Cuando Gabe estuvo colocado en su sillita, y ella se sentó al volante, le dijo:

– Creo que quiero que conozcas a una persona.

A Gabe se le iluminó la cara.

– ¿A papá?

– Eh…, todavía no. Es tu abuela.

Gabe abrió los ojos como platos.

– ¿Tengo una abuela?

– Sí. Es la mamá de tu papá -dijo Jesse.

Gabe sabía lo básico sobre los abuelos, sobre todo, que él no tenía. Bueno, salvo Paula.

Sólo había un problema: la madre de Matt siempre la había odiado, se dijo Jesse.

Sin embargo, había pasado mucho tiempo. Quizá Paula hubiera cambiado. De lo contrario, sería una visita muy breve.

Jesse condujo hasta Woodinville, a la preciosa casa que Matt le había comprado a su madre años atrás, después de ganar los primeros millones de dólares por la licencia de los juegos. Se detuvo frente a la casa y paró el motor.

– ¡Date prisa! -le pidió Gabe mientras ella le quitaba el cinturón de seguridad de su silla-. ¡Date prisa!

Corrió por delante de ella y, cuando llegó a la puerta de la casa, se puso de puntillas para tocar el timbre.
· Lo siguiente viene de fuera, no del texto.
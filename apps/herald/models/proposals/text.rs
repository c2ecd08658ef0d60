use lazy_static::lazy_static;
use regex::Regex;

/// Labels that commonly open the body of a governance proposal.
const SECTION_KEYWORDS: &str = r"(?:Abstract|Summary|Overview|TL;?DR|Introduction|Description|Proposal|Background|Context|Rationale|Motivation|Purpose)";

/// Summaries are capped at 277 characters so the trailing ellipsis lands the
/// text at 280.
const MAX_SUMMARY_CHARS: usize = 277;
/// A space is only used as the break point when it falls past this offset.
const MIN_BREAK_OFFSET: usize = 200;

lazy_static! {
    static ref SECTION_HEADER_LINE: Regex =
        Regex::new(&format!(r"(?im)^#{{1,6}}\s*{SECTION_KEYWORDS}\s*:?\s*$")).unwrap();
    static ref SECTION_LABEL_PREFIX: Regex =
        Regex::new(&format!(r"(?im)^{SECTION_KEYWORDS}\s*:\s*")).unwrap();
    static ref HEADER_MARKERS: Regex = Regex::new(r"#{1,6}\s+").unwrap();
    static ref EMPHASIS: Regex = Regex::new(r"\*{1,2}([^*]+)\*{1,2}").unwrap();
    static ref HTML_TAGS: Regex = Regex::new(r"<[^>]+>").unwrap();
    static ref MARKDOWN_LINKS: Regex = Regex::new(r"\[([^\]]+)\]\(([^)]+)\)").unwrap();
    static ref BLANK_LINES: Regex = Regex::new(r"\n\s*\n").unwrap();
    static ref NEWLINE_RUNS: Regex = Regex::new(r"\n+").unwrap();
    static ref SPACE_RUNS: Regex = Regex::new(r"\s+").unwrap();
}

/// Recovers a prefixed form of the title, e.g. "WIP-42: Upgrade Guardians",
/// when the description opens with one. The API title often omits the
/// numbering prefix that the description carries. Falls back to `base_title`
/// when no prefixed form is found.
pub fn reconstruct_title(base_title: &str, description: &str) -> String {
    let pattern = format!(r"(?i)^([A-Z0-9\-\s]+:\s*{})", regex::escape(base_title));
    match Regex::new(&pattern) {
        Ok(re) => re
            .captures(description)
            .map(|caps| caps[1].trim().to_string())
            .unwrap_or_else(|| base_title.to_string()),
        Err(_) => base_title.to_string(),
    }
}

/// Distills a proposal description into a single paragraph for the
/// announcement embed: drops the title and section labels, strips markdown
/// and HTML, collapses whitespace, then truncates. The ellipsis is appended
/// even when nothing was cut.
pub fn extract_summary(description: &str, title: &str) -> String {
    let text = description.trim().to_string();

    // The description usually repeats the title on its first line.
    let text = if text.starts_with(title) {
        drop_leading_chars(&text, title.chars().count())
    } else {
        text
    };
    let text = if text.to_lowercase().starts_with(&title.to_lowercase()) {
        drop_leading_chars(&text, title.chars().count())
    } else {
        text
    };

    // Any remaining line that still mentions the title is noise.
    let title_lower = title.to_lowercase();
    let text = text
        .split('\n')
        .filter(|line| !line.to_lowercase().contains(&title_lower))
        .collect::<Vec<_>>()
        .join("\n");
    let text = text.trim();

    let text = SECTION_HEADER_LINE.replace_all(text, "");
    let text = SECTION_LABEL_PREFIX.replace_all(&text, "");
    let text = HEADER_MARKERS.replace_all(&text, "");
    let text = EMPHASIS.replace_all(&text, "$1");
    let text = HTML_TAGS.replace_all(&text, "");
    let text = MARKDOWN_LINKS.replace_all(&text, "$1");
    let text = BLANK_LINES.replace_all(&text, "\n");
    let text = NEWLINE_RUNS.replace_all(&text, " ");
    let text = SPACE_RUNS.replace_all(&text, " ");

    truncate_with_ellipsis(text.trim())
}

/// Drops the first `count` characters and trims surrounding whitespace.
fn drop_leading_chars(text: &str, count: usize) -> String {
    text.chars().skip(count).collect::<String>().trim().to_string()
}

/// Keeps at most [`MAX_SUMMARY_CHARS`] characters, preferring to break at the
/// last space when that space falls past [`MIN_BREAK_OFFSET`].
fn truncate_with_ellipsis(text: &str) -> String {
    let chars: Vec<char> = text.chars().collect();
    if chars.len() <= MAX_SUMMARY_CHARS {
        return format!("{text}...");
    }

    let window = &chars[..MAX_SUMMARY_CHARS];
    let cut = match window.iter().rposition(|&c| c == ' ') {
        Some(pos) if pos > MIN_BREAK_OFFSET => pos,
        _ => MAX_SUMMARY_CHARS,
    };
    let mut out: String = window[..cut].iter().collect();
    out.push_str("...");
    out
}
Jesse tomó su bolso, cerró la puerta del coche y se apresuró a seguirlo, pero demasiado tarde. La puerta se abrió antes de que ella pudiera llegar.

Paula estaba allí, un poco envejecida, pero no muy distinta. Seguía teniendo el pelo oscuro, como el de su hijo. Tenía también unas cuantas arrugas más en la cara, y había engordado un poco, pero por lo demás, seguía tal y como Jesse la recordaba.

– Hola -le dijo Gabe con una sonrisa-. Eres mi abuela.

Paula se quedó rígida, mirando al niño, y después miró a Jesse.

– Hola -dijo Jesse. Era consciente de que debía haber manejado la situación de otra forma, pero ya era demasiado tarde-. Debería haberte llamado antes de venir. Llegamos a Seattle ayer.

– Soy Gabe -dijo el niño-. Tú eres mi abuela.

A Paula se le llenaron los ojos de lágrimas.

– ¿Estabas embarazada?

Jesse asintió. No sabía qué iba a suceder. Se preparó para oír unos cuantos gritos, o acusaciones desagradables. Sin embargo, Paula se limitó a sonreír a Gabe como si fuera un tesoro que nunca hubiera esperado encontrarse.